# WORK ITEM
From the records below, return every line containing the word "filename".

------ RECORDS TO USE

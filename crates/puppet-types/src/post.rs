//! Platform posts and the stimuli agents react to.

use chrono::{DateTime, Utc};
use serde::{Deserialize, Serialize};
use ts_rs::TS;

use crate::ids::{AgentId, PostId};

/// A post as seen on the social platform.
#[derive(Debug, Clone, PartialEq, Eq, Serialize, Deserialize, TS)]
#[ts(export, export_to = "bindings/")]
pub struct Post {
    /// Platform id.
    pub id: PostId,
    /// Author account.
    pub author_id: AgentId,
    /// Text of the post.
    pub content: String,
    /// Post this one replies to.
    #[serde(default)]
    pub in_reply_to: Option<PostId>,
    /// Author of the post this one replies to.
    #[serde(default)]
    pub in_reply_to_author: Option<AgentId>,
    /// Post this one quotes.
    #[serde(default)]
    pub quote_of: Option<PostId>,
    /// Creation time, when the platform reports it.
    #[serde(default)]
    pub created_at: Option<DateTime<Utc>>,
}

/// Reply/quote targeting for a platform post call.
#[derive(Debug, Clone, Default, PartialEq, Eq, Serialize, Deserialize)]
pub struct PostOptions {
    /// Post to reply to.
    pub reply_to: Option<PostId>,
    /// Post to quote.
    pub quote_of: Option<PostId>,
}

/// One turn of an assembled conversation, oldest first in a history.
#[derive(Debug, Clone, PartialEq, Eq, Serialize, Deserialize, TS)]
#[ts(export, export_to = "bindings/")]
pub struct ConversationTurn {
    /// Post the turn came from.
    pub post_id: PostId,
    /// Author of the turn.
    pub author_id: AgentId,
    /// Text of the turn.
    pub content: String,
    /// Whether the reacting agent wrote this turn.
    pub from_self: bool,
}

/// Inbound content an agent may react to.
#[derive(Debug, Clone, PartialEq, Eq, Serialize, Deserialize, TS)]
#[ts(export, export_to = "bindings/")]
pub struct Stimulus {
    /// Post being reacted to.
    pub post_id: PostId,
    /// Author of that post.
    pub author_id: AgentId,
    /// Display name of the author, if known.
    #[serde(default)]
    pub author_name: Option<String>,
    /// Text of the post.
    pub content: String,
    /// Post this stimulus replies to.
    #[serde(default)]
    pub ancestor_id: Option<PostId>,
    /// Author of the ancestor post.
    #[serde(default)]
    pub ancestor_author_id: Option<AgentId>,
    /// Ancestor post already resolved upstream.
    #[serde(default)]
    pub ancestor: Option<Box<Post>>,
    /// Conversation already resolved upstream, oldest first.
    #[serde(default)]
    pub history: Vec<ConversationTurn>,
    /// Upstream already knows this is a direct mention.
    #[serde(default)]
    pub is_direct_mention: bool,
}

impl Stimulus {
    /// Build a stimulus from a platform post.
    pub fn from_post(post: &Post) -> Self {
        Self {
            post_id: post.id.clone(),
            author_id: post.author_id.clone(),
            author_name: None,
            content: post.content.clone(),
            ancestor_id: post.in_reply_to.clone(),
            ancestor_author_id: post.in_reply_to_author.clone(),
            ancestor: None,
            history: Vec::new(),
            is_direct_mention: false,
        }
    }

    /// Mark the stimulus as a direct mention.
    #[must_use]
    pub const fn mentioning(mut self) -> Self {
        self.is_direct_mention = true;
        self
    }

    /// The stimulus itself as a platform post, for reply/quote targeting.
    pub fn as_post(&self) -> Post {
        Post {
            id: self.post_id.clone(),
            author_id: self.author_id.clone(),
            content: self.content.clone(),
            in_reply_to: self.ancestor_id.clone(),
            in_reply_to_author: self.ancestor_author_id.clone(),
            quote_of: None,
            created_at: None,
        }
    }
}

------------
------ RECORDS TO USE

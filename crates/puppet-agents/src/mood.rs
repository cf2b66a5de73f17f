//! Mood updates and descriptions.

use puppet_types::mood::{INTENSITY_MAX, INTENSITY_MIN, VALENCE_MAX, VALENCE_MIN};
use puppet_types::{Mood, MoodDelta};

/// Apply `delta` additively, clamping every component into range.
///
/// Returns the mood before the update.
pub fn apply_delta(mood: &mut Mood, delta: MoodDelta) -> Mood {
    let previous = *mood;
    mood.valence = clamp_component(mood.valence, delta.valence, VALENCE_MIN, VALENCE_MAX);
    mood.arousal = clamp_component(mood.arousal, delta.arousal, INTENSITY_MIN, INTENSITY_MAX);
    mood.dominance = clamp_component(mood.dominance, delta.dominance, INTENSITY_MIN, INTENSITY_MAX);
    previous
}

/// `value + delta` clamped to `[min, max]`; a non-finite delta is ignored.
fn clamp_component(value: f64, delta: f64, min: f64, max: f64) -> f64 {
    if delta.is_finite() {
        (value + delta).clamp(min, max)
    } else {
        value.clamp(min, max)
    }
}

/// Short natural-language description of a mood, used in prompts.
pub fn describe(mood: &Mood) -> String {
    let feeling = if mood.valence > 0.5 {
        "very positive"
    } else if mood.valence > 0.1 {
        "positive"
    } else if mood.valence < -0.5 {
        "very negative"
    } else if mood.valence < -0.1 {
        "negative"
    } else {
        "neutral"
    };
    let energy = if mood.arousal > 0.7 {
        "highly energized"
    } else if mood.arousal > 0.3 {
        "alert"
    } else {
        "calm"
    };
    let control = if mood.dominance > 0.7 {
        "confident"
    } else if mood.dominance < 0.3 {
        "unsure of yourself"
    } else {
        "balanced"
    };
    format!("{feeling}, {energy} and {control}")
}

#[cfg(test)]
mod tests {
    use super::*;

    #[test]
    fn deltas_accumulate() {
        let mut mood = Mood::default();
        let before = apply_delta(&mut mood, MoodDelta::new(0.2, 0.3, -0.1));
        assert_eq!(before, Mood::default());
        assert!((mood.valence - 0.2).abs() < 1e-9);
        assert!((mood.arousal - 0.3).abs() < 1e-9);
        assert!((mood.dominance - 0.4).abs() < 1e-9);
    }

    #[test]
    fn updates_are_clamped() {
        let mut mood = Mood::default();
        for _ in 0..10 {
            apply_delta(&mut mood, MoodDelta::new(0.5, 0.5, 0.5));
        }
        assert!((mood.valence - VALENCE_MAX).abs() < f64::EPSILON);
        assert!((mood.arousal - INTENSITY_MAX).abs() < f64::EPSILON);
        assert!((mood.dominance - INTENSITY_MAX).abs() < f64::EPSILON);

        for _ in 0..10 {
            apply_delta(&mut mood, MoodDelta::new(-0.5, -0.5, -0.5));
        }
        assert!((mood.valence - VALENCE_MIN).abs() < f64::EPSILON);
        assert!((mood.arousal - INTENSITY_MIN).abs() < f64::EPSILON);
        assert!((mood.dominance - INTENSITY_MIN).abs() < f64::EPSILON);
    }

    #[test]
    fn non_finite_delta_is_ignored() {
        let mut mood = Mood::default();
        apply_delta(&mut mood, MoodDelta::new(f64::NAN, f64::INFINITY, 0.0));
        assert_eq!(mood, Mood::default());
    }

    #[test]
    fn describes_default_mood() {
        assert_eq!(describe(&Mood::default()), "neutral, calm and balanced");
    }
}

------------
------ RECORDS TO USE

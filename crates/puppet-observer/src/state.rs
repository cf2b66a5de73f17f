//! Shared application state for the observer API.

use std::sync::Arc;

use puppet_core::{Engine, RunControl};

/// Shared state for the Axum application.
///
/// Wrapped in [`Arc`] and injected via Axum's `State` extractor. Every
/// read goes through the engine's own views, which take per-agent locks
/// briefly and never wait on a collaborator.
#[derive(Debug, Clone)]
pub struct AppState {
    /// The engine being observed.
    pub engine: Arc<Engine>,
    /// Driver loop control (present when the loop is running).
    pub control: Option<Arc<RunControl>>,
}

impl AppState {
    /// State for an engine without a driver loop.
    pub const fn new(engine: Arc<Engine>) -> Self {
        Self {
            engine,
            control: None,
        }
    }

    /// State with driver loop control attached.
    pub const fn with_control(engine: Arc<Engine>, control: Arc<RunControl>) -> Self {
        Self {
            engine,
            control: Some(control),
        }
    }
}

------------

# TASK RESULT
filename crates/puppet-types/src/post.rs
filename crates/puppet-agents/src/mood.rs
filename crates/puppet-observer/src/state.rs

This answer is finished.